Researchers also found that adolescents and young adults who used obesity management medications tended to have higher body mass index and a heavier burden of obesity-related complications than non-users. The results suggest these therapies were more often used in patients with more severe disease. These patients also had higher overall healthcare costs, particularly pharmacy costs, although healthcare resource use was otherwise fairly stable across the study period. In the discussion, the authors emphasize that despite growing uptake of GLP-1–based therapies, obesity treatment remains underused in younger populations, likely due to access barriers, insurance and cost issues, safety concerns, stigma, and continued reliance on lifestyle intervention as first-line care. Overall, the paper argues that earlier and more effective obesity treatment may be needed to reduce long-term complications and improve outcomes in young people.

 

Reference: Gibble TH, Huang A, Higgins C, et al. Clinical characteristics, treatment patterns, and healthcare utilization among children, adolescents, and young adults with obesity in the United States. Obes Pillars. 2026 Feb 14;18:100252. doi: 10.1016/j.obpill.2026.100252.

HoChong Gilles

DNP, FNP-BC

Can Lifestyle-Driven Weight Loss Put Bone Health at Risk?

Authors of this narrative review examine how intentional weight loss achieved through lifestyle changes such as calorie restriction and exercise affects bone health in adults with overweight or obesity. Overall, the review finds that lifestyle-induced weight loss is commonly associated with increased bone turnover, especially greater bone resorption, along with small but meaningful reductions in bone mineral density at clinically important sites. These effects appear most consistent at the hip. Findings at the spine are more variable, partly because spinal measurements may be affected by DXA-related artifacts and age-related changes. The review also notes that fracture risk remains less clear: some data suggest no increase in fractures, but longer-term studies, including Look AHEAD, raise concern that intentional weight loss may increase fragility fracture risk in some higher-risk groups.

 

The authors conclude that weight loss can still be beneficial overall, but bone health should not be ignored when treating obesity. Potential mechanisms for bone loss include reduced mechanical loading from loss of body mass, hormonal and metabolic changes, and inadequate intake of bone-supporting nutrients such as calcium, vitamin D, and protein during hypocaloric diets. Current evidence suggests that regular exercise, adequate calcium intake, sufficient vitamin D, and higher protein intake may help protect bone during weight loss, though they may not fully eliminate skeletal risk.
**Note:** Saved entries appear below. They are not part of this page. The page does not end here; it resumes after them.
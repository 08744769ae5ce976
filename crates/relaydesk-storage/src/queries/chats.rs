// SPDX-FileCopyrightText: 2026 Relaydesk Contributors
// SPDX-License-Identifier: MIT OR Apache-2.0

//! Direct chat room operations.

use relaydesk_core::{ChatRecord, RelaydeskError};
use rusqlite::params;

use crate::database::{map_tr_err, Database};

pub async fn create_chat(
    db: &Database,
    chat_room_id: &str,
    anon_id: &str,
) -> Result<(), RelaydeskError> {
    let chat_room_id = chat_room_id.to_string();
    let anon_id = anon_id.to_string();
    db.connection()
        .call(move |conn| {
            conn.execute(
                "INSERT INTO chats (chat_room_id, anon_id) VALUES (?1, ?2)",
                params![chat_room_id, anon_id],
            )?;
            Ok(())
        })
        .await
        .map_err(map_tr_err)
}

pub async fn get_chat(
    db: &Database,
    chat_room_id: &str,
) -> Result<Option<ChatRecord>, RelaydeskError> {
    let chat_room_id = chat_room_id.to_string();
    db.connection()
        .call(move |conn| {
            let result = conn.query_row(
                "SELECT chat_room_id, anon_id FROM chats WHERE chat_room_id = ?1",
                params![chat_room_id],
                |row| {
                    Ok(ChatRecord {
                        chat_room_id: row.get(0)?,
                        anon_id: row.get(1)?,
                    })
                },
            );
            match result {
                Ok(chat) => Ok(Some(chat)),
                Err(rusqlite::Error::QueryReturnedNoRows) => Ok(None),
                Err(e) => Err(e.into()),
            }
        })
        .await
        .map_err(map_tr_err)
}

#[cfg(test)]
mod tests {
    use super::*;
    use tempfile::tempdir;

    #[tokio::test]
    async fn create_and_get_chat() {
        let dir = tempdir().unwrap();
        let db_path = dir.path().join("test.db");
        let db = Database::open(db_path.to_str().unwrap()).await.unwrap();

        create_chat(&db, "!chat:example.org", "SwiftHeron42")
            .await
            .unwrap();

        let chat = get_chat(&db, "!chat:example.org").await.unwrap().unwrap();
        assert_eq!(chat.anon_id, "SwiftHeron42");

        assert!(get_chat(&db, "!other:example.org").await.unwrap().is_none());

        db.close().await.unwrap();
    }
}
// SPDX-FileCopyrightText: 2026 Relaydesk Contributors
// SPDX-License-Identifier: MIT OR Apache-2.0

//! Event taxonomy and domain records shared across the Relaydesk workspace.
//!
//! Inbound protocol events arrive as an [`IncomingEvent`] carrying a tagged
//! [`EventKind`]; the dispatcher matches on the kind exhaustively, so adding
//! a new event kind is a compile-time-checked change. Domain records are thin
//! row projections owned by the repository; the in-memory entity objects are
//! reconstructed from them on every lookup.

use serde::{Deserialize, Serialize};
use strum::{Display, EnumString};

use crate::error::RelaydeskError;

/// Protocol-level view of the room an event arrived in.
#[derive(Debug, Clone, PartialEq, Eq)]
pub struct RoomInfo {
    pub room_id: String,
    /// Raw room name. `None` for unnamed rooms (typically direct messages).
    pub name: Option<String>,
    pub display_name: String,
    pub canonical_alias: Option<String>,
    /// Platform user id of the room creator.
    pub creator: String,
    pub is_named: bool,
    pub is_group: bool,
}

/// Fields every inbound room event carries.
#[derive(Debug, Clone, PartialEq, Eq)]
pub struct EventMeta {
    pub event_id: String,
    pub sender: String,
    /// Server timestamp in milliseconds since the epoch.
    pub server_ts_ms: i64,
}

/// Membership state carried by a membership change event.
#[derive(
    Debug, Clone, Copy, PartialEq, Eq, Display, EnumString, Serialize, Deserialize,
)]
#[strum(serialize_all = "lowercase")]
#[serde(rename_all = "lowercase")]
pub enum Membership {
    Invite,
    Join,
    Leave,
    Ban,
    Knock,
}

/// Per-kind payload of an inbound room event.
#[derive(Debug, Clone, PartialEq, Eq)]
pub enum EventKind {
    /// A room member's state changed.
    Membership {
        membership: Membership,
        prev_membership: Option<Membership>,
    },
    /// A plain text message.
    Text { body: String },
    /// An image, file, audio, or video message.
    Media {
        msgtype: String,
        body: String,
        url: Option<String>,
        file: Option<serde_json::Value>,
        info: Option<serde_json::Value>,
    },
    /// A redaction of an earlier event.
    Redaction {
        redacts: String,
        reason: Option<String>,
    },
    /// Call signaling (invite, candidates, answer, hangup).
    Call { call_type: String },
    /// An event that failed to decrypt, carrying its raw payload and the
    /// cryptographic session it belongs to.
    Encrypted {
        session_id: String,
        payload: serde_json::Value,
    },
}

/// A single inbound room event: identity plus kind-specific payload.
#[derive(Debug, Clone, PartialEq, Eq)]
pub struct IncomingEvent {
    pub meta: EventMeta,
    pub kind: EventKind,
}

/// To-device key-exchange event announcing that a session key arrived.
#[derive(Debug, Clone, PartialEq, Eq)]
pub struct RoomKeyEvent {
    pub sender: String,
    pub session_id: String,
}

/// To-device request for a session key from another device.
#[derive(Debug, Clone, PartialEq, Eq)]
pub struct KeyRequestEvent {
    pub sender: String,
    pub requesting_device_id: String,
}

/// Ticket lifecycle status.
///
/// OPEN -> CLAIMED is implicit in staff assignment (the status field itself
/// does not change on claim); OPEN/CLAIMED -> CLOSED is terminal for the id
/// with respect to the process-local ticket cache.
#[derive(
    Debug, Clone, Copy, PartialEq, Eq, Display, EnumString, Serialize, Deserialize,
)]
#[strum(serialize_all = "UPPERCASE")]
#[serde(rename_all = "UPPERCASE")]
pub enum TicketStatus {
    Open,
    Claimed,
    Closed,
}

/// Repository row for a user.
#[derive(Debug, Clone, PartialEq, Eq)]
pub struct UserRecord {
    /// Stable platform user id.
    pub user_id: String,
    /// Anonymized display id, unique, generated once.
    pub anon_id: String,
    /// Current communications room. Cleared when the user leaves it.
    pub room_id: Option<String>,
    pub current_ticket_id: Option<i64>,
    pub current_chat_room_id: Option<String>,
}

/// Repository row for a ticket.
#[derive(Debug, Clone, PartialEq, Eq)]
pub struct TicketRecord {
    pub id: i64,
    /// Anonymized id of the owning user.
    pub anon_id: String,
    pub ticket_room_id: Option<String>,
    pub status: TicketStatus,
    pub ticket_name: String,
}

/// Repository row for an ongoing anonymized chat conversation.
#[derive(Debug, Clone, PartialEq, Eq)]
pub struct ChatRecord {
    pub chat_room_id: String,
    /// Anonymized id of the owning user.
    pub anon_id: String,
}

/// Repository row for a privileged operator.
#[derive(Debug, Clone, PartialEq, Eq)]
pub struct StaffRecord {
    pub user_id: String,
}

/// A retained raw event payload awaiting decryption keys.
///
/// Keyed by session id for batch replay and by event id for removal.
#[derive(Debug, Clone, PartialEq, Eq, Serialize, Deserialize)]
pub struct EncryptedEventRecord {
    pub event_id: String,
    pub sender: String,
    pub session_id: String,
    pub room_id: String,
    /// Raw event source, JSON-encoded.
    pub payload: String,
}

impl EncryptedEventRecord {
    /// Decode the persisted payload back into its JSON source.
    ///
    /// Fails with [`RelaydeskError::MalformedEvent`] when the stored text is
    /// corrupt; replay skips the single record in that case.
    pub fn decode_payload(&self) -> Result<serde_json::Value, RelaydeskError> {
        serde_json::from_str(&self.payload).map_err(|e| {
            RelaydeskError::MalformedEvent(format!(
                "event {}: {e}",
                self.event_id
            ))
        })
    }
}

#[cfg(test)]
mod tests {
    use super::*;
    use std::str::FromStr;

    #[test]
    fn ticket_status_round_trips_through_strings() {
        for status in [TicketStatus::Open, TicketStatus::Claimed, TicketStatus::Closed] {
            let s = status.to_string();
            assert_eq!(TicketStatus::from_str(&s).unwrap(), status);
        }
        assert_eq!(TicketStatus::Closed.to_string(), "CLOSED");
    }

    #[test]
    fn membership_parses_wire_strings() {
        assert_eq!(Membership::from_str("join").unwrap(), Membership::Join);
        assert_eq!(Membership::from_str("invite").unwrap(), Membership::Invite);
        assert!(Membership::from_str("banished").is_err());
    }

    #[test]
    fn encrypted_record_decodes_valid_payload() {
        let record = EncryptedEventRecord {
            event_id: "$e1".into(),
            sender: "@user:example.org".into(),
            session_id: "sess-1".into(),
            room_id: "!room:example.org".into(),
            payload: r#"{"type":"m.room.encrypted","content":{}}"#.into(),
        };
        let value = record.decode_payload().unwrap();
        assert_eq!(value["type"], "m.room.encrypted");
    }

    #[test]
    fn encrypted_record_rejects_corrupt_payload() {
        let record = EncryptedEventRecord {
            event_id: "$e1".into(),
            sender: "@user:example.org".into(),
            session_id: "sess-1".into(),
            room_id: "!room:example.org".into(),
            payload: "{not json".into(),
        };
        assert!(matches!(
            record.decode_payload(),
            Err(RelaydeskError::MalformedEvent(_))
        ));
    }
}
The review calls for more real-world research on repeated weight loss and regain, different dietary strategies, and which patients—such as postmenopausal women, older adults, and those with poorer musculoskeletal health—may be most vulnerable to bone loss during weight reduction.

 

Reference: Legrand MA, Paccou J, Lecerf JM, et al. Bone Health Following Lifestyle-Induced Weight Loss in Individuals With Overweight/Obesity: A Narrative Review. Obesity (Silver Spring). 2026 Jan;34(1):19-35. doi: 10.1002/oby.70047.